• [Exercise prompt]: Below are the entries; state how many of their lines contain the string "FakeLink", and nothing more.

Dataset excerpts:
#[cfg(test)]
mod tests {
    use std::sync::atomic::Ordering;

    use pretty_assertions::assert_eq;
    use serde_json::json;

    use super::*;
    use crate::{
        testing::{FakeLink, RecordingSession},
        topics::TOPIC_ATTRIBUTE_REQUEST_PREFIX,
    };

    fn supervisor(
        recovery: SessionRecovery,
    ) -> (
        SessionSupervisor<RecordingSession, FakeLink>,
        Arc<CloudClient<RecordingSession>>,
    ) {
        let cloud = Arc::new(CloudClient::new(RecordingSession::default()));
        let session = SessionConfig {
            recovery,
            initial_backoff_ms: 1_000,
            max_backoff_ms: 4_000,
        };
        let supervisor = SessionSupervisor::new(
            cloud.clone(),
            Arc::new(FakeLink::up()),
            CloudConfig::default(),
            &session,
        );
        (supervisor, cloud)
    }

    #[test]
    fn setup_runs_every_step_once_per_connection() {
        let (mut supervisor, cloud) = supervisor(SessionRecovery::Backoff);

        assert_eq!(supervisor.check(0), SessionCheck::Established);
        assert_eq!(supervisor.check(1_000), SessionCheck::Connected);
        assert_eq!(supervisor.check(2_000), SessionCheck::Connected);

        let session = cloud.session();
        assert_eq!(session.connects.load(Ordering::SeqCst), 1);
        assert_eq!(
            *session.subscriptions.lock().unwrap(),
            vec![
                TOPIC_RPC_REQUEST_FILTER.to_string(),
                TOPIC_ATTRIBUTES.to_string(),
                TOPIC_ATTRIBUTE_RESPONSE_FILTER.to_string(),
            ]
        );
        assert_eq!(
            session.published_on(TOPIC_ATTRIBUTES),
            vec![json!({ "macAddress": "24:0A:C4:00:01:FF" })]
        );
        assert_eq!(
            session.published_on(&format!("{TOPIC_ATTRIBUTE_REQUEST_PREFIX}1")),
            vec![json!({ "sharedKeys": "ledState,blinkingInterval" })]
        );
    }

    #[test]
    fn reconnect_repeats_subscriptions() {
        let (mut supervisor, cloud) = supervisor(SessionRecovery::Backoff);
        assert_eq!(supervisor.check(0), SessionCheck::Established);

        cloud.session().set_connected(false);
        assert_eq!(supervisor.check(1_000), SessionCheck::Established);

        let session = cloud.session();
        assert_eq!(session.connects.load(Ordering::SeqCst), 2);
        assert_eq!(session.subscriptions.lock().unwrap().len(), 6);
        assert_eq!(
            session
                .published_on(&format!("{TOPIC_ATTRIBUTE_REQUEST_PREFIX}2"))
                .len(),
            1
        );
    }

    #[test]
    fn abandon_policy_stops_on_first_failure() {
        let (mut supervisor, cloud) = supervisor(SessionRecovery::Abandon);
        cloud.session().fail_topic(Some(TOPIC_RPC_REQUEST_FILTER));

        assert_eq!(
            supervisor.check(0),
            SessionCheck::Abandoned {
                step: SetupStep::SubscribeRpc
            }
        );
        assert!(!cloud.session().is_connected());
    }

    #[test]
    fn backoff_policy_retries_with_growing_delay() {
        let (mut supervisor, cloud) = supervisor(SessionRecovery::Backoff);
        cloud.session().refuse_connect(true);

        assert_eq!(
            supervisor.check(0),
            SessionCheck::Failed {
                step: SetupStep::Connect,
                retry_in_ms: 1_000
            }
        );
        assert_eq!(
            supervisor.check(400),
            SessionCheck::Waiting { retry_in_ms: 600 }
        );
        assert_eq!(
            supervisor.check(1_000),
            SessionCheck::Failed {
                step: SetupStep::Connect,
                retry_in_ms: 2_000
            }
        );
        assert_eq!(
            supervisor.check(3_000),
            SessionCheck::Failed {
                step: SetupStep::Connect,
                retry_in_ms: 4_000
            }
        );
        assert_eq!(
            supervisor.check(7_000),
            SessionCheck::Failed {
                step: SetupStep::Connect,
                retry_in_ms: 4_000
            }
        );

        cloud.session().refuse_connect(false);
        assert_eq!(supervisor.check(11_000), SessionCheck::Established);
        assert_eq!(cloud.session().connects.load(Ordering::SeqCst), 5);
    }

    #[test]
    fn failed_request_tears_down_partial_session() {
        let (mut supervisor, cloud) = supervisor(SessionRecovery::Backoff);
        cloud.session().fail_topic(Some(TOPIC_ATTRIBUTE_RESPONSE_FILTER));

        assert_eq!(
            supervisor.check(0),
            SessionCheck::Failed {
                step: SetupStep::RequestAttributes,
                retry_in_ms: 1_000
            }
        );
        assert_eq!(cloud.session().disconnects.load(Ordering::SeqCst), 1);
        assert!(!cloud.session().is_connected());
    }

    #[test]
    fn identity_publish_failure_does_not_abort_setup() {
        let (mut supervisor, cloud) = supervisor(SessionRecovery::Abandon);
        cloud.session().fail_topic(Some(TOPIC_ATTRIBUTES));

        // The shared attribute subscription shares the topic, so it fails next.
        assert_eq!(
            supervisor.check(0),
            SessionCheck::Abandoned {
                step: SetupStep::SubscribeAttributes
            }
        );
        assert_eq!(
            *cloud.session().subscriptions.lock().unwrap(),
            vec![TOPIC_RPC_REQUEST_FILTER.to_string()]
        );
    }

    #[test]
    fn publishing_while_disconnected_is_refused() {
        let cloud = CloudClient::new(RecordingSession::default());
        let err = cloud.send_telemetry(&json!({ "light": 1.0 })).unwrap_err();
        assert!(matches!(err, SessionError::NotConnected { .. }));
        assert!(cloud.session().published.lock().unwrap().is_empty());
    }

    #[test]
    fn link_supervisor_retries_until_up() {
        let link = Arc::new(FakeLink::default());
        link.establish_failures.store(2, Ordering::SeqCst);
        let mut supervisor = LinkSupervisor::new(
            link.clone(),
            NetworkConfig {
                wifi_ssid: "lab".to_string(),
                wifi_pass: "secret".to_string(),
            },
        );

        assert_eq!(supervisor.check(), LinkCheck::Down);
        assert_eq!(supervisor.check(), LinkCheck::Down);
        assert_eq!(supervisor.check(), LinkCheck::Restored);
        assert_eq!(supervisor.check(), LinkCheck::Up);
        assert_eq!(link.establish_calls.load(Ordering::SeqCst), 3);
    }

    #[test]
    fn down_link_is_rechecked_on_the_retry_period() {
        let timings = TaskTimings::default();
        assert_eq!(LinkCheck::Down.next_delay_ms(&timings), 500);
        assert_eq!(LinkCheck::Restored.next_delay_ms(&timings), 30_000);
        assert_eq!(LinkCheck::Up.next_delay_ms(&timings), 30_000);
    }

    #[test]
    fn backoff_resets_to_initial_delay() {
        let mut backoff = Backoff::new(100, 250);
        assert_eq!(backoff.next_delay_ms(), 100);
        assert_eq!(backoff.next_delay_ms(), 200);
        assert_eq!(backoff.next_delay_ms(), 250);
        backoff.reset();
        assert_eq!(backoff.next_delay_ms(), 100);
    }
}
/// Packed RGB8 image, row-major, no padding between rows.
#[derive(Debug, Clone, PartialEq, Eq)]
pub struct Frame {
    pub width: usize,
    pub height: usize,
    pub rgb: Vec<u8>,
}

#[derive(Debug, Clone, Copy, PartialEq, Eq)]
pub struct PixelRect {
    pub x: usize,
    pub y: usize,
    pub width: usize,
    pub height: usize,
}

impl Frame {
    #[must_use]
    pub fn new(width: usize, height: usize, rgb: Vec<u8>) -> Option<Self> {
        if rgb.len() != width.saturating_mul(height).saturating_mul(3) {
            return None;
        }
        Some(Self { width, height, rgb })
    }

    #[must_use]
    pub fn filled(width: usize, height: usize, color: [u8; 3]) -> Self {
        let mut rgb = Vec::with_capacity(width.saturating_mul(height).saturating_mul(3));
        for _ in 0..width.saturating_mul(height) {
            rgb.extend_from_slice(&color);
        }
        Self { width, height, rgb }
    }

    #[must_use]
    pub fn is_empty(&self) -> bool {
        self.width == 0 || self.height == 0
    }

    fn row_bytes(&self) -> usize {
        self.width.saturating_mul(3)
    }

    #[cfg(test)]
    pub fn pixel(&self, x: usize, y: usize) -> Option<[u8; 3]> {
        if x >= self.width || y >= self.height {
            return None;
        }
        let idx = (y * self.width + x) * 3;
        Some([self.rgb[idx], self.rgb[idx + 1], self.rgb[idx + 2]])
    }

    pub fn flip_horizontal(&mut self) {
        let row_bytes = self.row_bytes();
        if row_bytes == 0 {
            return;
        }
        for row in self.rgb.chunks_exact_mut(row_bytes) {
            let mut left = 0_usize;
            let mut right = self.width.saturating_sub(1);
            while left < right {
                for channel in 0..3 {
                    row.swap(left * 3 + channel, right * 3 + channel);
                }
                left += 1;
                right -= 1;
            }
        }
    }

    pub fn flip_vertical(&mut self) {
        let row_bytes = self.row_bytes();
        if row_bytes == 0 || self.height < 2 {
            return;
        }
        let (mut top, mut bottom) = (0_usize, self.height - 1);
        while top < bottom {
            let (head, tail) = self.rgb.split_at_mut(bottom * row_bytes);
            head[top * row_bytes..(top + 1) * row_bytes].swap_with_slice(&mut tail[..row_bytes]);
            top += 1;
            bottom -= 1;
        }
    }

    /// Alpha-blends `color` over the pixel; `alpha` is 0..=255.
    pub fn blend_pixel(&mut self, x: usize, y: usize, color: [u8; 3], alpha: u8) {
        if x >= self.width || y >= self.height || alpha == 0 {
            return;
        }
        let idx = (y * self.width + x) * 3;
        let a = u16::from(alpha);
        for channel in 0..3 {
            let base = u16::from(self.rgb[idx + channel]);
            let over = u16::from(color[channel]);
            self.rgb[idx + channel] = ((over * a + base * (255 - a) + 127) / 255) as u8;
        }
    }

    /// Blends a filled rectangle, clipped to the frame.
    pub fn fill_rect(&mut self, rect: PixelRect, color: [u8; 3], alpha: u8) {
        let x_end = rect.x.saturating_add(rect.width).min(self.width);
        let y_end = rect.y.saturating_add(rect.height).min(self.height);
        for y in rect.y..y_end {
            for x in rect.x..x_end {
                self.blend_pixel(x, y, color, alpha);
            }
        }
    }

    /// Copies `rect` (clipped to the frame) into `out` as a packed RGB buffer.
    /// Returns the clipped rect that was copied.
    pub fn extract_rect(&self, rect: PixelRect, out: &mut Vec<u8>) -> PixelRect {
        let x = rect.x.min(self.width);
        let y = rect.y.min(self.height);
        let clipped = PixelRect {
            x,
            y,
            width: rect.width.min(self.width - x),
            height: rect.height.min(self.height - y),
        };

        let row_bytes = clipped.width.saturating_mul(3);
        out.clear();
        out.reserve(row_bytes.saturating_mul(clipped.height));
        for row in 0..clipped.height {
            let src_start = ((clipped.y + row) * self.width + clipped.x) * 3;
            out.extend_from_slice(&self.rgb[src_start..src_start + row_bytes]);
        }
        clipped
    }

    /// Copies `src` into this frame with its top-left corner at (x, y), clipped.
    pub fn paste(&mut self, src: &Frame, x: usize, y: usize) {
        if x >= self.width || y >= self.height {
            return;
        }
        let copy_w = src.width.min(self.width - x);
        let copy_h = src.height.min(self.height - y);
        let row_bytes = copy_w * 3;
        for row in 0..copy_h {
            let src_start = row * src.width * 3;
            let dst_start = ((y + row) * self.width + x) * 3;
            self.rgb[dst_start..dst_start + row_bytes]
                .copy_from_slice(&src.rgb[src_start..src_start + row_bytes]);
        }
    }
}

• [Solution to this task]: 4